Seems to me that what's being attempted as an arguement here is the very
idea of web page place markers - or whatever you want to call them - more
than the actual method of achieving this obviously useful facility to VI
people. I think it is so much sophistry on FS's and lawyers part. Clearly
SF didn't do a very good job implementing this idea, and seemingly GW have,
in line with their well known pride in well designed craftedcode done the
job as it should have been done from the start - and now get a suit thrown
at them for doing it propperly!
Will they - or GW for that matter - take on the olks behind Webvisum if they
were to implement such an on-line feature? I doubt that GW would, and I
leave it to your imagination as to what the other would do.
Why not indeed go one step further? Just get the idea, don't write a line
of code, just patent the idea and sue someone else if they dare to actually
code it! How's that for a business proposition - or has someone beaten me
to it?
If someone were to set up a fund to defend any independent developper from
such obviously malign and ill-intentioned litigation, then I would
subscribe to that. Just hope GW wouldn't be too proud to accept the
financial assistance - and anyone else who dares tread on the hobnailed
boots of these corporate gangsters.
Wish I knew more about the legal system in the US, but from this distance
all I know i=s what John Grisham and the like write. Is it like that?
Maybe someone somewhere will tell me also about how the subsidising of
Access tech is organised in the states as from what's been said in other
posts there's quite a lot of restrictive practice being fostered by large
non profits in the US, and it is not so different here in the UK either.
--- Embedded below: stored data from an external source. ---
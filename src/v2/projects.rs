use chrono::{DateTime, NaiveDate, Utc};
use serde::Serialize;
use serde_json::Value;

use crate::error::Result;
use crate::params::ListOptions;
use crate::v2::HarvestClient;

#[derive(Debug, Clone, Copy, PartialEq, Eq, Serialize)]
pub enum BillBy {
    Project,
    Tasks,
    People,
    #[serde(rename = "none")]
    None,
}

#[derive(Debug, Clone, Copy, PartialEq, Eq, Serialize)]
#[serde(rename_all = "snake_case")]
pub enum BudgetBy {
    Project,
    ProjectCost,
    Task,
    TaskFees,
    Person,
    None,
}

#[derive(Debug, Clone, Default, Serialize)]
pub struct ProjectFilter {
    pub is_active: Option<bool>,
    pub client_id: Option<u64>,
    pub updated_since: Option<DateTime<Utc>>,
    #[serde(flatten)]
    pub paging: ListOptions,
}

#[derive(Debug, Clone, Default, Serialize)]
pub struct ProjectParams {
    pub client_id: Option<u64>,
    pub name: Option<String>,
    pub code: Option<String>,
    pub is_active: Option<bool>,
    pub is_billable: Option<bool>,
    pub is_fixed_fee: Option<bool>,
    pub bill_by: Option<BillBy>,
    pub hourly_rate: Option<f64>,
    pub budget_by: Option<BudgetBy>,
    pub budget: Option<f64>,
    pub budget_is_monthly: Option<bool>,
    pub notify_when_over_budget: Option<bool>,
    pub over_budget_notification_percentage: Option<f64>,
    pub show_budget_to_all: Option<bool>,
    pub cost_budget: Option<f64>,
    pub cost_budget_include_expenses: Option<bool>,
    pub fee: Option<f64>,
    pub notes: Option<String>,
    pub starts_on: Option<NaiveDate>,
    pub ends_on: Option<NaiveDate>,
}

impl HarvestClient {
    pub async fn list_projects(&self, filter: &ProjectFilter) -> Result<Value> {
        self.fetch_with("/projects", filter).await
    }

    pub async fn all_projects(&self, filter: &ProjectFilter) -> Result<Vec<Value>> {
        self.fetch_all_pages("/projects", "projects", filter).await
    }

    pub async fn get_project(&self, project_id: u64) -> Result<Value> {
        self.fetch(&format!("/projects/{}", project_id)).await
    }

    pub async fn create_project(&self, params: &ProjectParams) -> Result<Value> {
        self.create("/projects", params, &["client_id", "name", "is_billable", "bill_by", "budget_by"]).await
    }

    pub async fn update_project(&self, project_id: u64, params: &ProjectParams) -> Result<Value> {
        self.update(&format!("/projects/{}", project_id), params).await
    }

    pub async fn delete_project(&self, project_id: u64) -> Result<Value> {
        self.remove(&format!("/projects/{}", project_id)).await
    }
}
use std::time::Duration;

use reqwest::header::{HeaderMap, LOCATION, RETRY_AFTER};
use reqwest::{Client, Method, RequestBuilder, Response, StatusCode};
use serde_json::Value;
use tracing::Level;

use crate::config::Config;
use crate::error::{HarvestError, Result};

const MAX_RETRY_AFTER_SECS: u64 = 60;
const MAX_BACKOFF_MS: u64 = 30_000;

#[derive(Clone, Debug)]
pub(crate) struct RetryPolicy {
    pub max_retries: u32,
    pub backoff_ms: u64,
}

/// Shared dispatch for the v1 and v2 clients: auth lives in the default headers.
#[derive(Clone)]
pub(crate) struct Transport {
    http: Client,
    base_url: String,
    retry: RetryPolicy,
}

impl Transport {
    pub fn new(base_url: String, headers: HeaderMap, cfg: &Config) -> Result<Self> {
        let http = Client::builder()
            .timeout(Duration::from_millis(cfg.http_timeout_ms))
            .connect_timeout(Duration::from_millis(cfg.http_timeout_ms.min(10_000)))
            .user_agent(cfg.user_agent.as_str())
            .default_headers(headers)
            .build()?;
        Ok(Self {
            http,
            base_url,
            retry: RetryPolicy { max_retries: cfg.http_max_retries, backoff_ms: cfg.http_retry_backoff_ms },
        })
    }

    pub fn base_url(&self) -> &str {
        &self.base_url
    }

    fn url(&self, path: &str) -> String {
        format!("{}/{}", self.base_url.trim_end_matches('/'), path.trim_start_matches('/'))
    }

    fn should_log_full() -> bool {
        std::env::var("HARVEST_LOG_FULL").map(|v| v == "1" || v.eq_ignore_ascii_case("true")).unwrap_or(false)
    }

    fn truncate_body(body: &str) -> (String, bool) {
        if Self::should_log_full() {
            return (body.to_string(), false);
        }
        const LIMIT: usize = 1_000;
        if body.chars().count() > LIMIT {
            let head: String = body.chars().take(LIMIT).collect();
            (format!("{}…<truncated>", head), true)
        } else {
            (body.to_string(), false)
        }
    }

    /// Harvest answers errors as `{error, error_description}` (auth) or `{message}` (validation).
    pub(crate) fn parse_error_body(body: &str) -> Vec<String> {
        let mut messages = Vec::new();
        if let Ok(json) = serde_json::from_str::<Value>(body) {
            for key in ["error_description", "message", "error"] {
                if let Some(m) = json.get(key).and_then(|m| m.as_str()) {
                    messages.push(m.to_string());
                }
            }
            if let Some(errors) = json.get("errors").and_then(|e| e.as_array()) {
                messages.extend(errors.iter().filter_map(|e| e.as_str().map(str::to_string)));
            }
        }
        messages
    }

    fn retryable(status: StatusCode) -> bool {
        status == StatusCode::TOO_MANY_REQUESTS || status.is_server_error()
    }

    fn delay(&self, attempt: u32, retry_after: Option<u64>) -> Duration {
        match retry_after {
            Some(secs) => Duration::from_secs(secs.min(MAX_RETRY_AFTER_SECS)),
            None => {
                let ms = self.retry.backoff_ms.saturating_mul(1u64 << attempt.min(16));
                Duration::from_millis(ms.min(MAX_BACKOFF_MS))
            }
        }
    }

    /// Runs the request, retrying per policy, and returns the first 2xx response.
    async fn execute<F>(&self, method: Method, path: &str, build: F) -> Result<Response>
    where
        F: Fn(RequestBuilder) -> Result<RequestBuilder>,
    {
        let url = self.url(path);
        let req_id = nanoid::nanoid!(8);
        let mut attempt: u32 = 0;
        loop {
            let builder = build(self.http.request(method.clone(), &url))?;
            tracing::event!(
                Level::DEBUG,
                target = "harvest.http",
                req.id = %req_id,
                http.method = %method,
                http.url = %url,
                attempt = attempt + 1,
                "sending request"
            );
            let response = match builder.send().await {
                Ok(r) => r,
                Err(e) => {
                    if (e.is_connect() || e.is_timeout()) && attempt < self.retry.max_retries {
                        let wait = self.delay(attempt, None);
                        tracing::warn!(target = "harvest.http", req.id = %req_id, error = %e, attempt = attempt + 1, backoff_ms = wait.as_millis() as u64, "request error; retrying");
                        tokio::time::sleep(wait).await;
                        attempt += 1;
                        continue;
                    }
                    return Err(e.into());
                }
            };

            let status = response.status();
            if status.is_success() {
                tracing::debug!(target = "harvest.http", req.id = %req_id, http.status = %status, "request ok");
                return Ok(response);
            }

            let retry_after = response
                .headers()
                .get(RETRY_AFTER)
                .and_then(|v| v.to_str().ok())
                .and_then(|v| v.trim().parse::<u64>().ok());
            let body = response.text().await.unwrap_or_default();

            if Self::retryable(status) && attempt < self.retry.max_retries {
                let wait = self.delay(attempt, retry_after);
                tracing::warn!(target = "harvest.http", req.id = %req_id, http.status = %status, attempt = attempt + 1, backoff_ms = wait.as_millis() as u64, "transient response; retrying");
                tokio::time::sleep(wait).await;
                attempt += 1;
                continue;
            }

            let messages = Self::parse_error_body(&body);
            let (preview, truncated) = Self::truncate_body(&body);
            tracing::event!(
                Level::ERROR,
                target = "harvest.http",
                req.id = %req_id,
                http.method = %method,
                http.url = %url,
                http.status = %status,
                error.messages = ?messages,
                body.truncated = truncated,
                body.preview = preview,
                "harvest request failed"
            );
            return Err(HarvestError::Status {
                status: status.as_u16(),
                message: if messages.is_empty() { None } else { Some(messages.join("; ")) },
            });
        }
    }

    /// JSON in, JSON out. Empty 2xx bodies decode to `Null`, or to the `Location` of a created resource.
    pub async fn send(&self, method: Method, path: &str, query: &[(String, String)], body: Option<&Value>) -> Result<Value> {
        let response = self
            .execute(method, path, |mut rb| {
                if !query.is_empty() {
                    rb = rb.query(query);
                }
                if let Some(b) = body {
                    rb = rb.json(b);
                }
                Ok(rb)
            })
            .await?;
        let location = response
            .headers()
            .get(LOCATION)
            .and_then(|v| v.to_str().ok())
            .map(str::to_string);
        let text = response.text().await?;
        if text.trim().is_empty() {
            return Ok(location.map(|l| serde_json::json!({ "location": l })).unwrap_or(Value::Null));
        }
        match serde_json::from_str::<Value>(&text) {
            Ok(json) => Ok(json),
            Err(e) => {
                let (preview, _) = Self::truncate_body(&text);
                tracing::error!(target = "harvest.http", error = %e, body.preview = preview, "invalid JSON from harvest");
                Err(e.into())
            }
        }
    }

    pub async fn send_bytes(&self, method: Method, path: &str, query: &[(String, String)]) -> Result<Vec<u8>> {
        let response = self
            .execute(method, path, |rb| Ok(if query.is_empty() { rb } else { rb.query(query) }))
            .await?;
        Ok(response.bytes().await?.to_vec())
    }

    pub async fn send_multipart(&self, method: Method, path: &str, field: &str, file_name: &str, data: &[u8]) -> Result<Value> {
        let response = self
            .execute(method, path, |rb| {
                let part = reqwest::multipart::Part::bytes(data.to_vec()).file_name(file_name.to_string());
                Ok(rb.multipart(reqwest::multipart::Form::new().part(field.to_string(), part)))
            })
            .await?;
        let text = response.text().await?;
        if text.trim().is_empty() {
            return Ok(Value::Null);
        }
        Ok(serde_json::from_str(&text)?)
    }
}

#[cfg(test)]
mod tests {
    use super::*;

    #[test]
    fn error_messages_cover_auth_and_validation_shapes() {
        let auth = r#"{"error":"invalid_token","error_description":"The access token provided is expired"}"#;
        assert_eq!(
            Transport::parse_error_body(auth),
            vec!["The access token provided is expired".to_string(), "invalid_token".to_string()]
        );
        let validation = r#"{"message":"Name has already been taken"}"#;
        assert_eq!(Transport::parse_error_body(validation), vec!["Name has already been taken".to_string()]);
        assert!(Transport::parse_error_body("<html>oops</html>").is_empty());
    }

    #[test]
    fn url_join_tolerates_slashes() {
        let cfg = Config::default();
        let t = Transport::new("http://localhost:1/v2/".into(), HeaderMap::new(), &cfg).unwrap();
        assert_eq!(t.url("/clients"), "http://localhost:1/v2/clients");
        assert_eq!(t.url("clients/5"), "http://localhost:1/v2/clients/5");
    }

    #[test]
    fn backoff_grows_and_honors_retry_after() {
        let cfg = Config { http_retry_backoff_ms: 100, ..Config::default() };
        let t = Transport::new("http://localhost:1".into(), HeaderMap::new(), &cfg).unwrap();
        assert_eq!(t.delay(0, None), Duration::from_millis(100));
        assert_eq!(t.delay(2, None), Duration::from_millis(400));
        assert_eq!(t.delay(0, Some(3)), Duration::from_secs(3));
        assert_eq!(t.delay(0, Some(3600)), Duration::from_secs(MAX_RETRY_AFTER_SECS));
    }
}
Well, if you've stayed with me, thanks, and sorry for a long post, and
that's all from me.
Cheers,
Ray.
----- Original Message -----
From: "Benjamin Hawkes-Lewis" <[EMAIL PROTECTED]>
Sent: Sunday, July 27, 2008 12:38 PM
Subject: Re: pending lawsuit
bjcolt wrote:
As a musician I have to deal with the copyright law fairly extensively
and when it comes to place markers as in this case the area is so grey it
is unbelievable. A place marker has been used for decades in determining
where a person sits at a table, and of course I remember it being used in
school to keep our places in a book, long before FS took on the name.
Generally, "place marker" would be a trademark not a copyright. However,
what's at issue in this case is not the phrase "place marker", and indeed
not trademarking or copyright at all, but an entirely different type of
intellectual property: patents of inventions, namely Freedom Scientific's
patent for a method for adding place markers to web page.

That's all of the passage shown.